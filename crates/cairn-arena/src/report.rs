//! Process-wide error slot for failures with no arena to record them.
//!
//! Construction can fail before any instance exists (provider exhaustion,
//! a rejected size, a double claim of the static region). Those failures
//! land here so callers can still diagnose them after the fact. The slot
//! has no other role; per-instance failures are recorded on the instance.

use std::sync::Mutex;

use cairn_core::ArenaError;

static SLOT: Mutex<Option<ArenaError>> = Mutex::new(None);

/// The most recent construction failure, or `None` if none has occurred
/// since the last successful destroy.
pub fn construction_error() -> Option<ArenaError> {
    SLOT.lock().unwrap_or_else(|e| e.into_inner()).clone()
}

/// Record a failure that has no instance to hold it.
pub(crate) fn record(err: ArenaError) {
    *SLOT.lock().unwrap_or_else(|e| e.into_inner()) = Some(err);
}

/// Clear the slot.
pub(crate) fn clear() {
    *SLOT.lock().unwrap_or_else(|e| e.into_inner()) = None;
}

==================================================

• [TASK PROMPT]
Search the listing above for the string "them" and return each line it appears on.

• [YOUR SOLUTION]
//! Process-wide error slot for failures with no arena to record them.
//! land here so callers can still diagnose them after the fact. The slot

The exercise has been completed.